[Assigned task] How many of the lines below have the word "join" in them? The answer is that number and nothing more.

[Material for this task]
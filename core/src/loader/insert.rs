use super::{Field, LoadRow};
use crate::error::SeedResult;
use rusqlite::{params_from_iter, Transaction};

/// Bundled SQLite's SQLITE_MAX_VARIABLE_NUMBER.
const MAX_BIND_PARAMS: usize = 32_766;

/// Multi-row INSERTs, each statement as wide as the bind limit allows.
pub(super) fn insert_rows<R: LoadRow>(tx: &Transaction<'_>, rows: &[R]) -> SeedResult<()> {
    let rows_per_statement = (MAX_BIND_PARAMS / R::TABLE.width()).max(1);
    for group in rows.chunks(rows_per_statement) {
        let sql = R::TABLE.insert_sql(group.len());
        let mut stmt = tx.prepare_cached(&sql)?;
        let values: Vec<Field<'_>> = group.iter().flat_map(|r| r.fields()).collect();
        stmt.execute(params_from_iter(values.iter()))?;
    }
    Ok(())
}
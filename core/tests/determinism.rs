//! Same config, same seed, same reference time: the store must end up
//! holding identical rows, whatever the worker count.

use billing_seed_core::{config::PopulationConfig, pipeline::Pipeline};
use chrono::NaiveDate;

const TABLES: [&str; 4] = ["customers", "services", "purchases", "payments"];

fn run(dir: &tempfile::TempDir, file: &str, seed: u64, workers: usize) -> Vec<String> {
    let path = dir.path().join(file);
    let mut config = PopulationConfig::default_test(path.to_str().unwrap());
    config.seed = seed;
    config.workers = workers;
    let now = NaiveDate::from_ymd_opt(2025, 1, 31)
        .unwrap()
        .and_hms_micro_opt(23, 59, 59, 999_999)
        .unwrap();

    let mut pipeline = Pipeline::with_now(config, now).unwrap();
    pipeline.run().unwrap();

    // Render every row as one line so a divergence is easy to read.
    let conn = pipeline.store().acquire().unwrap();
    let mut lines = Vec::new();
    for table in TABLES {
        let sql = format!("SELECT * FROM {table} ORDER BY id");
        let mut stmt = conn.prepare(&sql).unwrap();
        let width = stmt.column_count();
        let mut rows = stmt.query([]).unwrap();
        while let Some(row) = rows.next().unwrap() {
            let fields: Vec<String> = (0..width)
                .map(|i| format!("{:?}", row.get::<_, rusqlite::types::Value>(i).unwrap()))
                .collect();
            lines.push(format!("{table}|{}", fields.join("|")));
        }
    }
    lines
}

#[test]
fn same_seed_produces_identical_tables() {
    const SEED: u64 = 0xDEAD_BEEF_CAFE_1234;
    let dir = tempfile::tempdir().unwrap();
    let a = run(&dir, "a.db", SEED, 4);
    let b = run(&dir, "b.db", SEED, 4);
    assert_eq!(a.len(), 500 + 20 + 1_000 + 1_500);
    for (i, (x, y)) in a.iter().zip(&b).enumerate() {
        assert_eq!(x, y, "first divergence at row {i}");
    }
}

#[test]
fn worker_count_does_not_change_the_data() {
    let dir = tempfile::tempdir().unwrap();
    let single = run(&dir, "one.db", 7, 1);
    let many = run(&dir, "many.db", 7, 8);
    assert_eq!(single, many);
}

#[test]
fn different_seeds_diverge() {
    let dir = tempfile::tempdir().unwrap();
    let a = run(&dir, "s1.db", 1, 2);
    let b = run(&dir, "s2.db", 2, 2);
    assert_ne!(a, b);
}
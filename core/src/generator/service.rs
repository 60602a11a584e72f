//! The service catalog is small and fixed, so it is generated in one piece
//! on the orchestrator thread rather than fanned out.
//!
//! RULE: type and price bucket are decided from the entry name alone.
//! Every catalog entry is recurring MONTHLY unless its name marks it as a
//! one-off charge.

use crate::{
    config::CatalogEntry,
    error::SeedResult,
    loader::{ColumnKind, Field, LoadRow, TableSpec},
    rng::BatchRng,
    types::{BillingCycle, ServiceType},
};

const ONE_OFF_KEYWORDS: [&str; 3] = ["One-Off", "Installation", "Activation"];

#[derive(Debug, Clone, PartialEq)]
pub struct ServiceRow {
    pub name: String,
    pub service_type: ServiceType,
    pub base_price: f64,
    pub is_recurring: bool,
    /// None exactly when `is_recurring` is false.
    pub billing_cycle: Option<BillingCycle>,
}

impl LoadRow for ServiceRow {
    const TABLE: TableSpec = TableSpec {
        name: "services",
        columns: &["name", "type", "base_price", "is_recurring", "billing_cycle"],
        kinds: &[
            ColumnKind::Text,
            ColumnKind::Integer,
            ColumnKind::Real,
            ColumnKind::Integer,
            ColumnKind::Integer,
        ],
    };

    fn fields(&self) -> Vec<Field<'_>> {
        vec![
            Field::Text(&self.name),
            Field::Int(self.service_type.code()),
            Field::Real(self.base_price),
            Field::Int(i64::from(self.is_recurring)),
            self.billing_cycle
                .map_or(Field::Null, |cycle| Field::Int(cycle.code())),
        ]
    }
}

const INTERNET_KEYWORDS: [&str; 5] = ["Internet", "Fiber", "Cable", "DSL", "Wireless"];

/// Service type implied by a catalog name. Anything that is neither
/// one-off, internet nor mobile is a TV package.
pub fn classify(name: &str) -> ServiceType {
    let has_any = |keywords: &[&str]| keywords.iter().any(|k| name.contains(k));
    if has_any(&ONE_OFF_KEYWORDS) {
        ServiceType::OneOff
    } else if has_any(&INTERNET_KEYWORDS) {
        ServiceType::Internet
    } else if name.contains("Mobile") {
        ServiceType::Mobile
    } else {
        ServiceType::Tv
    }
}

/// Price bucket (min, max) for a catalog entry of the given type.
pub fn price_range(service_type: ServiceType, name: &str) -> (f64, f64) {
    let has = |k: &str| name.contains(k);
    match service_type {
        ServiceType::Internet if has("1Gbps") => (80.0, 120.0),
        ServiceType::Internet if has("500Mbps") => (50.0, 80.0),
        ServiceType::Internet if has("200Mbps") => (40.0, 60.0),
        ServiceType::Internet if has("100Mbps") => (25.0, 45.0),
        ServiceType::Internet if has("50Mbps") => (20.0, 35.0),
        ServiceType::Internet => (15.0, 25.0),
        ServiceType::Mobile if has("Unlimited") => (40.0, 60.0),
        ServiceType::Mobile if has("50GB") => (35.0, 50.0),
        ServiceType::Mobile if has("20GB") => (25.0, 35.0),
        ServiceType::Mobile if has("10GB") => (20.0, 30.0),
        ServiceType::Mobile if has("5GB") => (15.0, 25.0),
        ServiceType::Mobile => (30.0, 45.0),
        ServiceType::Tv if has("Premium") => (30.0, 50.0),
        ServiceType::Tv if has("Sports") || has("Movie") => (20.0, 35.0),
        ServiceType::Tv => (15.0, 25.0),
        ServiceType::OneOff => (50.0, 150.0),
    }
}

fn round_cents(value: f64) -> f64 {
    (value * 100.0).round() / 100.0
}

/// One row per catalog entry, in catalog order.
pub fn generate_services(catalog: &[CatalogEntry], rng: &mut BatchRng) -> SeedResult<Vec<ServiceRow>> {
    catalog
        .iter()
        .map(|entry| {
            let service_type = classify(&entry.name);
            let (lo, hi) = price_range(service_type, &entry.name);
            let is_recurring = service_type != ServiceType::OneOff;
            Ok(ServiceRow {
                name: entry.name.clone(),
                service_type,
                base_price: round_cents(rng.uniform(lo, hi)),
                is_recurring,
                billing_cycle: is_recurring.then_some(BillingCycle::Monthly),
            })
        })
        .collect()
}

#[cfg(test)]
mod tests {
    use super::*;
    use crate::{
        config::default_catalog,
        rng::{SeedBank, StageSlot},
    };

    #[test]
    fn default_catalog_is_all_recurring_monthly() {
        let mut rng = SeedBank::new(42).for_batch(StageSlot::Services, 0);
        let rows = generate_services(&default_catalog(), &mut rng).unwrap();
        assert_eq!(rows.len(), 20);
        for row in &rows {
            assert!(row.is_recurring);
            assert_eq!(row.billing_cycle, Some(BillingCycle::Monthly));
            let (lo, hi) = price_range(row.service_type, &row.name);
            assert!(row.base_price >= lo && row.base_price <= hi, "{row:?}");
            assert_eq!(row.base_price, round_cents(row.base_price));
        }
        let counts = |t| rows.iter().filter(|r| r.service_type == t).count();
        assert_eq!(counts(ServiceType::Internet), 8);
        assert_eq!(counts(ServiceType::Mobile), 7);
        assert_eq!(counts(ServiceType::Tv), 5);
    }

    #[test]
    fn one_off_entries_have_no_billing_cycle() {
        let catalog = vec![
            CatalogEntry::new("Fiber Installation", 1.0),
            CatalogEntry::new("SIM Activation", 1.0),
        ];
        let mut rng = SeedBank::new(1).for_batch(StageSlot::Services, 0);
        for row in generate_services(&catalog, &mut rng).unwrap() {
            assert_eq!(row.service_type, ServiceType::OneOff);
            assert!(!row.is_recurring);
            assert_eq!(row.billing_cycle, None);
            assert!(row.base_price >= 50.0 && row.base_price <= 150.0);
            assert!(matches!(row.fields()[4], Field::Null));
        }
    }

    #[test]
    fn names_classify_by_keyword() {
        assert_eq!(classify("Wireless Internet 100Mbps"), ServiceType::Internet);
        assert_eq!(classify("DSL Internet 25Mbps"), ServiceType::Internet);
        assert_eq!(classify("Mobile Plan 5GB"), ServiceType::Mobile);
        assert_eq!(classify("Family TV Package"), ServiceType::Tv);
        assert_eq!(classify("Router Installation"), ServiceType::OneOff);
    }

    #[test]
    fn plain_family_plans_fall_into_the_family_bucket() {
        assert_eq!(price_range(ServiceType::Mobile, "Mobile Plan Family 4GB"), (30.0, 45.0));
        assert_eq!(price_range(ServiceType::Mobile, "Mobile Plan Family 10GB"), (20.0, 30.0));
    }
}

[The completed task] 2